Each line below should be written out again exactly.

● ● ● ● ● ● ●

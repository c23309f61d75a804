//! Catalog entries
//!
//! A catalog entry is an immutable (code, name, gems) triple. Whether the
//! gems are granted or charged depends on which catalog holds the entry.

use serde::{Deserialize, Serialize};
use std::fmt;

use crate::Gems;

/// Which of the two catalogs an entry belongs to
#[derive(Debug, Clone, Copy, PartialEq, Eq, Hash, Serialize, Deserialize)]
#[serde(rename_all = "snake_case")]
pub enum CatalogKind {
    /// Activities that earn gems
    UsefulActivity,
    /// Rewards that cost gems
    Reward,
}

impl CatalogKind {
    pub fn as_str(&self) -> &'static str {
        match self {
            CatalogKind::UsefulActivity => "useful_activity",
            CatalogKind::Reward => "reward",
        }
    }

    /// Sign shown in front of the gem value on list buttons
    pub fn sign(&self) -> char {
        match self {
            CatalogKind::UsefulActivity => '+',
            CatalogKind::Reward => '-',
        }
    }
}

impl fmt::Display for CatalogKind {
    fn fmt(&self, f: &mut fmt::Formatter<'_>) -> fmt::Result {
        f.write_str(self.as_str())
    }
}

/// One row of a catalog
#[derive(Debug, Clone, PartialEq, Eq, Hash, Serialize, Deserialize)]
pub struct CatalogEntry {
    /// Wire-level choice token, unique across both catalogs
    pub code: String,
    /// Human-readable name
    pub name: String,
    /// Gems granted (useful activity) or charged (reward)
    pub gems: Gems,
}

impl CatalogEntry {
    pub fn new(code: impl Into<String>, name: impl Into<String>, gems: u16) -> Self {
        Self {
            code: code.into(),
            name: name.into(),
            gems: Gems(gems),
        }
    }
}

#[cfg(test)]
mod tests {
    use super::*;

    #[test]
    fn test_entry_deserializes_from_config_shape() {
        let entry: CatalogEntry =
            serde_json::from_str(r#"{"code":"yoga","name":"Yoga (15 minutes)","gems":1}"#).unwrap();
        assert_eq!(entry, CatalogEntry::new("yoga", "Yoga (15 minutes)", 1));
    }
}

● ● ● ● ● ● ●

◆ **SOLUTION TO THIS TASK**
repository c23309f61d75a804
//! Catalog entries
//!
//! A catalog entry is an immutable (code, name, gems) triple. Whether the
//! gems are granted or charged depends on which catalog holds the entry.

use serde::{Deserialize, Serialize};
use std::fmt;

use crate::Gems;

/// Which of the two catalogs an entry belongs to
#[derive(Debug, Clone, Copy, PartialEq, Eq, Hash, Serialize, Deserialize)]
#[serde(rename_all = "snake_case")]
pub enum CatalogKind {
    /// Activities that earn gems
    UsefulActivity,
    /// Rewards that cost gems
    Reward,
}

impl CatalogKind {
    pub fn as_str(&self) -> &'static str {
        match self {
            CatalogKind::UsefulActivity => "useful_activity",
            CatalogKind::Reward => "reward",
        }
    }

    /// Sign shown in front of the gem value on list buttons
    pub fn sign(&self) -> char {
        match self {
            CatalogKind::UsefulActivity => '+',
            CatalogKind::Reward => '-',
        }
    }
}

impl fmt::Display for CatalogKind {
    fn fmt(&self, f: &mut fmt::Formatter<'_>) -> fmt::Result {
        f.write_str(self.as_str())
    }
}

/// One row of a catalog
#[derive(Debug, Clone, PartialEq, Eq, Hash, Serialize, Deserialize)]
pub struct CatalogEntry {
    /// Wire-level choice token, unique across both catalogs
    pub code: String,
    /// Human-readable name
    pub name: String,
    /// Gems granted (useful activity) or charged (reward)
    pub gems: Gems,
}

impl CatalogEntry {
    pub fn new(code: impl Into<String>, name: impl Into<String>, gems: u16) -> Self {
        Self {
            code: code.into(),
            name: name.into(),
            gems: Gems(gems),
        }
    }
}

#[cfg(test)]
mod tests {
    use super::*;

    #[test]
    fn test_entry_deserializes_from_config_shape() {
        let entry: CatalogEntry =
            serde_json::from_str(r#"{"code":"yoga","name":"Yoga (15 minutes)","gems":1}"#).unwrap();
        assert_eq!(entry, CatalogEntry::new("yoga", "Yoga (15 minutes)", 1));
    }
}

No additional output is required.